> _Assignment_: Copy the first line of the material below and every later line through the line containing "rows.push(row);", without any other output.

> _Material for this task_:

--

//! Dataset handling.
//!
//! This module provides:
//! - [`Dataset`]: feature matrix, class labels and their names
//! - [`SampleSet`]: the ordered row indices reaching a tree node (sample mask)
//! - [`DatasetDescriptor`] / [`DatasetProvider`]: the boundary to whatever
//!   loads and splits datasets
//!
//! Datasets are read-only once built. Everything downstream references rows
//! by index through a [`SampleSet`]; rows are never copied per node.

mod dataset;
mod descriptor;
mod samples;

pub use dataset::{Dataset, rows_to_array};
pub use descriptor::{DatasetDescriptor, DatasetInfo, DatasetProvider, PreparedDataset};
pub use samples::SampleSet;
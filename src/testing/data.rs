//! Fixed and synthetic datasets.

use rand::prelude::*;

use crate::data::Dataset;

fn names(list: &[&str]) -> Vec<String> {
    list.iter().map(|s| s.to_string()).collect()
}

/// One feature `x = [1, 2, 3, 4]` with labels `[0, 0, 1, 1]`, plus a
/// constant feature `flat`.
///
/// The perfect split is `x <= 2.5` (Gini gain 0.5).
pub fn four_point_dataset() -> Dataset {
    let rows = [[1.0, 0.0], [2.0, 0.0], [3.0, 0.0], [4.0, 0.0]].map(|r| r.to_vec());
    Dataset::from_rows(&rows, vec![0, 0, 1, 1], names(&["x", "flat"]), names(&["neg", "pos"]))
        .expect("fixture is well-formed")
}

/// Axis-aligned clusters, one per class, in class order.
///
/// Each feature of each row is drawn uniformly within `center ± spread`.
pub fn blobs(
    centers: &[Vec<f64>],
    n_per_class: usize,
    spread: f64,
    seed: u64,
    feature_names: Vec<String>,
    class_names: Vec<String>,
) -> Dataset {
    assert!(spread >= 0.0);
    let mut rng = StdRng::seed_from_u64(seed);

    let mut rows = Vec::with_capacity(centers.len() * n_per_class);
    let mut labels = Vec::with_capacity(centers.len() * n_per_class);
    for (class, center) in centers.iter().enumerate() {
        for _ in 0..n_per_class {
            let row = center
                .iter()
                .map(|&c| c + (rng.r#gen::<f64>() * 2.0 - 1.0) * spread)
                .collect();
            rows.push(row);
            labels.push(class);
        }
    }

    Dataset::from_rows(&rows, labels, feature_names, class_names).expect("blob shapes are consistent")
}

/// Three well-separated 4-feature classes named like the iris dataset.
///
/// Every feature except `sepal_width` separates the classes perfectly.
pub fn iris_like() -> Dataset {
    let centers = vec![
        vec![5.0, 3.4, 1.5, 0.25],
        vec![5.9, 2.8, 4.3, 1.3],
        vec![6.6, 3.0, 5.5, 2.0],
    ];
    blobs(
        &centers,
        30,
        0.25,
        2025,
        names(&["sepal_length", "sepal_width", "petal_length", "petal_width"]),
        names(&["setosa", "versicolor", "virginica"]),
    )
}

/// Deterministic shuffled train/test split.
///
/// Returns `(train_idx, test_idx)`. With at least two rows both sides are
/// non-empty.
pub fn split_indices(rows: usize, test_fraction: f64, seed: u64) -> (Vec<usize>, Vec<usize>) {
    assert!((0.0..1.0).contains(&test_fraction));
    let mut idx: Vec<usize> = (0..rows).collect();
    let mut rng = StdRng::seed_from_u64(seed);
    idx.shuffle(&mut rng);

    let mut test_len = ((rows as f64) * test_fraction).round() as usize;
    if rows >= 2 {
        test_len = test_len.clamp(1, rows - 1);
    }
    let (test, train) = idx.split_at(test_len.min(rows));
    (train.to_vec(), test.to_vec())
}
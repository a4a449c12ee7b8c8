//! Tree node types.

use serde::{Deserialize, Serialize};

use crate::stats::HistogramData;
use crate::utils::argmax_first;

/// A node of a decision tree: either a terminal leaf or a binary split.
///
/// Serialized as a tagged object (`"type": "leaf" | "split"`) so trees built
/// client-side can be sent back for evaluation and prediction.
#[derive(Debug, Clone, PartialEq, Serialize, Deserialize)]
#[serde(tag = "type", rename_all = "snake_case")]
pub enum TreeNode {
    Leaf(LeafNode),
    Split(SplitNode),
}

/// Terminal node holding the class distribution of its training samples.
#[derive(Debug, Clone, PartialEq, Serialize, Deserialize)]
pub struct LeafNode {
    /// Number of training samples reaching this node.
    #[serde(rename = "samples")]
    pub sample_count: usize,
    pub impurity: f64,
    /// Per-output list of per-class counts or proportions.
    #[serde(rename = "value")]
    pub class_value_distribution: Vec<Vec<f64>>,
}

/// Internal node testing `feature <= threshold`.
#[derive(Debug, Clone, PartialEq, Serialize, Deserialize)]
pub struct SplitNode {
    #[serde(rename = "samples")]
    pub sample_count: usize,
    pub impurity: f64,
    #[serde(rename = "value", default)]
    pub class_value_distribution: Vec<Vec<f64>>,
    #[serde(rename = "feature")]
    pub feature_name: String,
    /// Column index; absent for splits authored by feature name only.
    #[serde(default, skip_serializing_if = "Option::is_none")]
    pub feature_index: Option<usize>,
    pub threshold: f64,
    #[serde(rename = "histogram_data", default, skip_serializing_if = "Option::is_none")]
    pub histogram: Option<HistogramData>,
    pub left: Box<TreeNode>,
    pub right: Box<TreeNode>,
}

impl LeafNode {
    pub fn new(sample_count: usize, impurity: f64, class_value_distribution: Vec<Vec<f64>>) -> Self {
        Self {
            sample_count,
            impurity,
            class_value_distribution,
        }
    }

    /// Class distribution of the first output.
    pub fn distribution(&self) -> &[f64] {
        self.class_value_distribution
            .first()
            .map(Vec::as_slice)
            .unwrap_or(&[])
    }

    /// Majority class of the first output; ties go to the lowest index.
    pub fn predicted_class(&self) -> Option<usize> {
        argmax_first(self.distribution())
    }

    /// Share of the leaf's mass held by the majority class.
    ///
    /// Works for both raw counts and proportions. Zero if the leaf is empty.
    pub fn confidence(&self) -> f64 {
        let dist = self.distribution();
        let total: f64 = dist.iter().sum();
        match self.predicted_class() {
            Some(class) if total > 0.0 => dist[class] / total,
            _ => 0.0,
        }
    }
}

impl SplitNode {
    /// Split on a named feature, without histogram data.
    ///
    /// The sample count is the sum of both children, as required by the
    /// split invariant.
    pub fn new(
        feature_name: impl Into<String>,
        threshold: f64,
        impurity: f64,
        class_value_distribution: Vec<Vec<f64>>,
        left: TreeNode,
        right: TreeNode,
    ) -> Self {
        Self {
            sample_count: left.sample_count() + right.sample_count(),
            impurity,
            class_value_distribution,
            feature_name: feature_name.into(),
            feature_index: None,
            threshold,
            histogram: None,
            left: Box::new(left),
            right: Box::new(right),
        }
    }

    pub fn with_feature_index(mut self, feature_index: usize) -> Self {
        self.feature_index = Some(feature_index);
        self
    }
}

impl TreeNode {
    pub fn sample_count(&self) -> usize {
        match self {
            TreeNode::Leaf(leaf) => leaf.sample_count,
            TreeNode::Split(split) => split.sample_count,
        }
    }

    pub fn impurity(&self) -> f64 {
        match self {
            TreeNode::Leaf(leaf) => leaf.impurity,
            TreeNode::Split(split) => split.impurity,
        }
    }

    pub fn class_value_distribution(&self) -> &[Vec<f64>] {
        match self {
            TreeNode::Leaf(leaf) => &leaf.class_value_distribution,
            TreeNode::Split(split) => &split.class_value_distribution,
        }
    }

    #[inline]
    pub fn is_leaf(&self) -> bool {
        matches!(self, TreeNode::Leaf(_))
    }

    /// Total number of nodes (internal + leaves).
    pub fn n_nodes(&self) -> usize {
        match self {
            TreeNode::Leaf(_) => 1,
            TreeNode::Split(split) => 1 + split.left.n_nodes() + split.right.n_nodes(),
        }
    }

    pub fn n_leaves(&self) -> usize {
        match self {
            TreeNode::Leaf(_) => 1,
            TreeNode::Split(split) => split.left.n_leaves() + split.right.n_leaves(),
        }
    }

    /// Depth of the deepest leaf; a single leaf has depth 0.
    pub fn depth(&self) -> usize {
        match self {
            TreeNode::Leaf(_) => 0,
            TreeNode::Split(split) => 1 + split.left.depth().max(split.right.depth()),
        }
    }

    /// Check `left.sample_count + right.sample_count == sample_count` at every split.
    pub fn sample_counts_consistent(&self) -> bool {
        match self {
            TreeNode::Leaf(_) => true,
            TreeNode::Split(split) => {
                split.left.sample_count() + split.right.sample_count() == split.sample_count
                    && split.left.sample_counts_consistent()
                    && split.right.sample_counts_consistent()
            }
        }
    }
}

impl From<LeafNode> for TreeNode {
    fn from(leaf: LeafNode) -> Self {
        TreeNode::Leaf(leaf)
    }
}

impl From<SplitNode> for TreeNode {
    fn from(split: SplitNode) -> Self {
        TreeNode::Split(split)
    }
}
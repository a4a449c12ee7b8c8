//! Candidate thresholds for a feature sweep.

use crate::utils::{linspace, percentile_sorted};

/// Midpoints between consecutive sorted unique values.
///
/// `unique` must be sorted ascending and deduplicated; the result has
/// `unique.len() - 1` entries (none for fewer than two values).
pub fn candidate_thresholds(unique: &[f64]) -> Vec<f64> {
    unique.windows(2).map(|w| (w[0] + w[1]) / 2.0).collect()
}

/// Cap `candidates` at `max` entries by percentile sampling.
///
/// Takes `max` evenly spaced percentiles (0 to 100 inclusive) of the sorted
/// candidates, then deduplicates. The extremes of the range are always kept.
/// Percentiles can collide on sparse inputs, so fewer than `max` thresholds
/// may come back; that is accepted.
///
/// Candidates already within the cap are returned unchanged.
pub fn downsample_thresholds(candidates: &[f64], max: usize) -> Vec<f64> {
    if candidates.len() <= max {
        return candidates.to_vec();
    }

    let mut sampled: Vec<f64> = linspace(0.0, 100.0, max)
        .into_iter()
        .map(|q| percentile_sorted(candidates, q))
        .collect();
    sampled.sort_by(f64::total_cmp);
    sampled.dedup();
    sampled
}
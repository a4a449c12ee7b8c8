//! Engine configuration with builder pattern.
//!
//! [`EngineConfig`] replaces the settings object of a hosting service: cache
//! behaviour, the default threshold cap for feature sweeps and the histogram
//! resolution. It uses the `bon` crate for builder generation and validates at
//! build time.
//!
//! # Example
//!
//! ```
//! use treelab::config::EngineConfig;
//!
//! // All defaults
//! let config = EngineConfig::builder().build().unwrap();
//! assert_eq!(config.cache_max_size, 100);
//!
//! // Small cache, coarse sweeps
//! let config = EngineConfig::builder()
//!     .cache_max_size(8)
//!     .max_thresholds(20)
//!     .build()
//!     .unwrap();
//! ```

use bon::Builder;
use serde::Deserialize;

use crate::utils::Parallelism;

// =============================================================================
// ConfigError
// =============================================================================

/// Errors that can occur during configuration validation.
#[derive(Debug, Clone, PartialEq)]
pub enum ConfigError {
    /// A size or count parameter must be at least 1.
    ZeroValue { field: &'static str },
    /// The JSON settings document could not be parsed.
    Parse(String),
}

impl std::fmt::Display for ConfigError {
    fn fmt(&self, f: &mut std::fmt::Formatter<'_>) -> std::fmt::Result {
        match self {
            Self::ZeroValue { field } => write!(f, "{} must be at least 1", field),
            Self::Parse(msg) => write!(f, "invalid engine settings: {}", msg),
        }
    }
}

impl std::error::Error for ConfigError {}

// =============================================================================
// EngineConfig
// =============================================================================

/// Configuration for the modeling engine.
///
/// Deserializable from a JSON settings document; missing fields take the
/// builder defaults.
#[derive(Debug, Clone, Builder, Deserialize)]
#[builder(
    derive(Clone, Debug),
    finish_fn(vis = "", name = __build_internal)
)]
#[serde(default)]
pub struct EngineConfig {
    // === Model cache ===
    /// Whether trained models are cached. Default: `true`.
    #[builder(default = true)]
    pub cache_enabled: bool,

    /// Maximum number of cached models. Default: 100.
    #[builder(default = 100)]
    pub cache_max_size: usize,

    // === Manual building ===
    /// Default cap on thresholds returned by a feature sweep. Default: 50.
    #[builder(default = 50)]
    pub max_thresholds: usize,

    /// Target bin count for equal-width histograms. Default: 10.
    #[builder(default = 10)]
    pub histogram_bins: usize,

    // === Resource control ===
    /// Whether batch prediction and sweeps may use rayon. Default: sequential.
    #[builder(default)]
    pub parallelism: Parallelism,
}

impl Default for EngineConfig {
    fn default() -> Self {
        Self {
            cache_enabled: true,
            cache_max_size: 100,
            max_thresholds: 50,
            histogram_bins: 10,
            parallelism: Parallelism::Sequential,
        }
    }
}

/// Custom finishing function that validates the config.
impl<S: engine_config_builder::IsComplete> EngineConfigBuilder<S> {
    /// Build and validate the configuration.
    ///
    /// # Errors
    ///
    /// Returns [`ConfigError::ZeroValue`] if `cache_max_size`, `max_thresholds`
    /// or `histogram_bins` is zero.
    pub fn build(self) -> Result<EngineConfig, ConfigError> {
        let config = self.__build_internal();
        config.validate()?;
        Ok(config)
    }
}

impl EngineConfig {
    /// Parse and validate a JSON settings document.
    pub fn from_json_str(json: &str) -> Result<Self, ConfigError> {
        let config: EngineConfig =
            serde_json::from_str(json).map_err(|e| ConfigError::Parse(e.to_string()))?;
        config.validate()?;
        Ok(config)
    }

    /// Validate the configuration.
    pub fn validate(&self) -> Result<(), ConfigError> {
        if self.cache_max_size == 0 {
            return Err(ConfigError::ZeroValue { field: "cache_max_size" });
        }
        if self.max_thresholds == 0 {
            return Err(ConfigError::ZeroValue { field: "max_thresholds" });
        }
        if self.histogram_bins == 0 {
            return Err(ConfigError::ZeroValue { field: "histogram_bins" });
        }
        Ok(())
    }
}
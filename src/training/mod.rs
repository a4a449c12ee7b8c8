//! Training orchestration.
//!
//! The tree fitting itself is delegated to a [`crate::compat::TreeTrainer`];
//! this module owns what surrounds it:
//!
//! - [`TrainingParams`]: validated hyperparameters (part of the cache key)
//! - [`ClassificationMetrics`]: held-out evaluation
//! - [`TrainingService`]: cache lookup, fit, conversion, scoring and storage

mod metrics;
mod params;
mod service;

pub use metrics::ClassificationMetrics;
pub use params::{MaxFeatures, ParamValidationError, TrainingParams};
pub use service::{BatchPrediction, ModelMetadata, ModelPayload, TrainingOutcome, TrainingService};
//! Impurity criteria.

use serde::{Deserialize, Serialize};

/// Split quality criterion.
#[derive(Debug, Clone, Copy, Default, PartialEq, Eq, Hash, Serialize, Deserialize)]
#[serde(rename_all = "lowercase")]
pub enum Criterion {
    /// `1 - Σ p_c²`
    #[default]
    Gini,
    /// `-Σ p_c log2(p_c)`, skipping empty classes
    Entropy,
}

impl Criterion {
    /// Impurity from per-class counts. Zero for an empty node.
    pub fn from_counts(self, counts: &[usize]) -> f64 {
        let total: usize = counts.iter().sum();
        if total == 0 {
            return 0.0;
        }
        let total = total as f64;
        let proportions = counts.iter().filter(|&&c| c > 0).map(|&c| c as f64 / total);

        match self {
            Criterion::Gini => 1.0 - proportions.map(|p| p * p).sum::<f64>(),
            // p * log2(1/p) keeps every term non-negative (no -0.0 for pure nodes)
            Criterion::Entropy => proportions.map(|p| p * (1.0 / p).log2()).sum(),
        }
    }

    pub fn name(self) -> &'static str {
        match self {
            Criterion::Gini => "gini",
            Criterion::Entropy => "entropy",
        }
    }
}

impl std::fmt::Display for Criterion {
    fn fmt(&self, f: &mut std::fmt::Formatter<'_>) -> std::fmt::Result {
        f.write_str(self.name())
    }
}

/// Count occurrences of each class index.
///
/// The result has `max(labels) + 1` entries (or `n_classes` if larger).
pub fn class_counts(labels: &[usize], n_classes: usize) -> Vec<usize> {
    let len = labels.iter().max().map_or(0, |&m| m + 1).max(n_classes);
    let mut counts = vec![0usize; len];
    for &label in labels {
        counts[label] += 1;
    }
    counts
}

/// Impurity of a label sequence under `criterion`. Zero for an empty sequence.
pub fn impurity(labels: &[usize], criterion: Criterion) -> f64 {
    criterion.from_counts(&class_counts(labels, 0))
}

/// Gini impurity of a label sequence.
pub fn gini(labels: &[usize]) -> f64 {
    impurity(labels, Criterion::Gini)
}

/// Shannon entropy (base 2) of a label sequence.
pub fn entropy(labels: &[usize]) -> f64 {
    impurity(labels, Criterion::Entropy)
}
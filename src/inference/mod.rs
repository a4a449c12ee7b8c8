//! Prediction over [`crate::repr::TreeNode`] trees.
//!
//! [`TreePredictor`] handles both batch prediction over a feature matrix and
//! single-row traced prediction over named values. It works the same for
//! trees converted from a trainer and trees assembled by hand.

mod predictor;

pub use predictor::{Instruction, TracedPrediction, TreePredictor, predict, predict_with_trace};
//! treelab: an interactive decision-tree modeling engine.
//!
//! Builds, inspects and evaluates decision-tree classifiers over small tabular
//! datasets, for teaching and visualization.
//!
//! # Key Types
//!
//! - [`TreeNode`] - Leaf/split tree model shared by trained and hand-built trees
//! - [`TreeConverter`] - Flat trained tree to [`TreeNode`], with split histograms
//! - [`ManualSplitEngine`] - Split statistics and threshold sweeps for manual building
//! - [`TreePredictor`] - Batch and traced prediction
//! - [`ModelCache`] - Bounded FIFO cache of trained models
//! - [`TrainingService`] - Ties provider, trainer, converter, metrics and cache together
//!
//! # Manual Building
//!
//! ```
//! use treelab::{Criterion, ManualSplitEngine};
//! use treelab::testing::four_point_dataset;
//!
//! let ds = four_point_dataset();
//! let engine = ManualSplitEngine::new(&ds);
//! let sweep = engine.feature_stats(None, "x", Criterion::Gini, None).unwrap();
//! assert_eq!(sweep.best_threshold, 2.5);
//! ```
//!
//! # Logging
//!
//! Diagnostics go through the [`log`] facade; the crate never installs a
//! logger.

// Re-export approx traits for users who want to compare statistics
pub use approx;

pub mod cache;
pub mod compat;
pub mod config;
pub mod data;
pub mod error;
pub mod inference;
pub mod manual;
pub mod repr;
pub mod stats;
pub mod testing;
pub mod training;
pub mod utils;

// =============================================================================
// Convenience Re-exports
// =============================================================================

pub use cache::{ModelCache, canonical_key};
pub use compat::{TrainedTree, TreeConverter, TreeTrainer};
pub use config::EngineConfig;
pub use data::{Dataset, DatasetDescriptor, DatasetProvider, SampleSet};
pub use error::{EngineError, Result};
pub use inference::{Instruction, TracedPrediction, TreePredictor};
pub use manual::ManualSplitEngine;
pub use repr::TreeNode;
pub use stats::Criterion;
pub use training::{ClassificationMetrics, TrainingParams, TrainingService};
pub use utils::Parallelism;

--

> _Worked solution_:
//! Dataset handling.
//!
//! This module provides:
//! - [`Dataset`]: feature matrix, class labels and their names
//! - [`SampleSet`]: the ordered row indices reaching a tree node (sample mask)
//! - [`DatasetDescriptor`] / [`DatasetProvider`]: the boundary to whatever
//!   loads and splits datasets
//!
//! Datasets are read-only once built. Everything downstream references rows
//! by index through a [`SampleSet`]; rows are never copied per node.

mod dataset;
mod descriptor;
mod samples;

pub use dataset::{Dataset, rows_to_array};
pub use descriptor::{DatasetDescriptor, DatasetInfo, DatasetProvider, PreparedDataset};
pub use samples::SampleSet;
filename src/testing/data.rs
//! Fixed and synthetic datasets.

use rand::prelude::*;

use crate::data::Dataset;

fn names(list: &[&str]) -> Vec<String> {
    list.iter().map(|s| s.to_string()).collect()
}

/// One feature `x = [1, 2, 3, 4]` with labels `[0, 0, 1, 1]`, plus a
/// constant feature `flat`.
///
/// The perfect split is `x <= 2.5` (Gini gain 0.5).
pub fn four_point_dataset() -> Dataset {
    let rows = [[1.0, 0.0], [2.0, 0.0], [3.0, 0.0], [4.0, 0.0]].map(|r| r.to_vec());
    Dataset::from_rows(&rows, vec![0, 0, 1, 1], names(&["x", "flat"]), names(&["neg", "pos"]))
        .expect("fixture is well-formed")
}

/// Axis-aligned clusters, one per class, in class order.
///
/// Each feature of each row is drawn uniformly within `center ± spread`.
pub fn blobs(
    centers: &[Vec<f64>],
    n_per_class: usize,
    spread: f64,
    seed: u64,
    feature_names: Vec<String>,
    class_names: Vec<String>,
) -> Dataset {
    assert!(spread >= 0.0);
    let mut rng = StdRng::seed_from_u64(seed);

    let mut rows = Vec::with_capacity(centers.len() * n_per_class);
    let mut labels = Vec::with_capacity(centers.len() * n_per_class);
    for (class, center) in centers.iter().enumerate() {
        for _ in 0..n_per_class {
            let row = center
                .iter()
                .map(|&c| c + (rng.r#gen::<f64>() * 2.0 - 1.0) * spread)
                .collect();
            rows.push(row);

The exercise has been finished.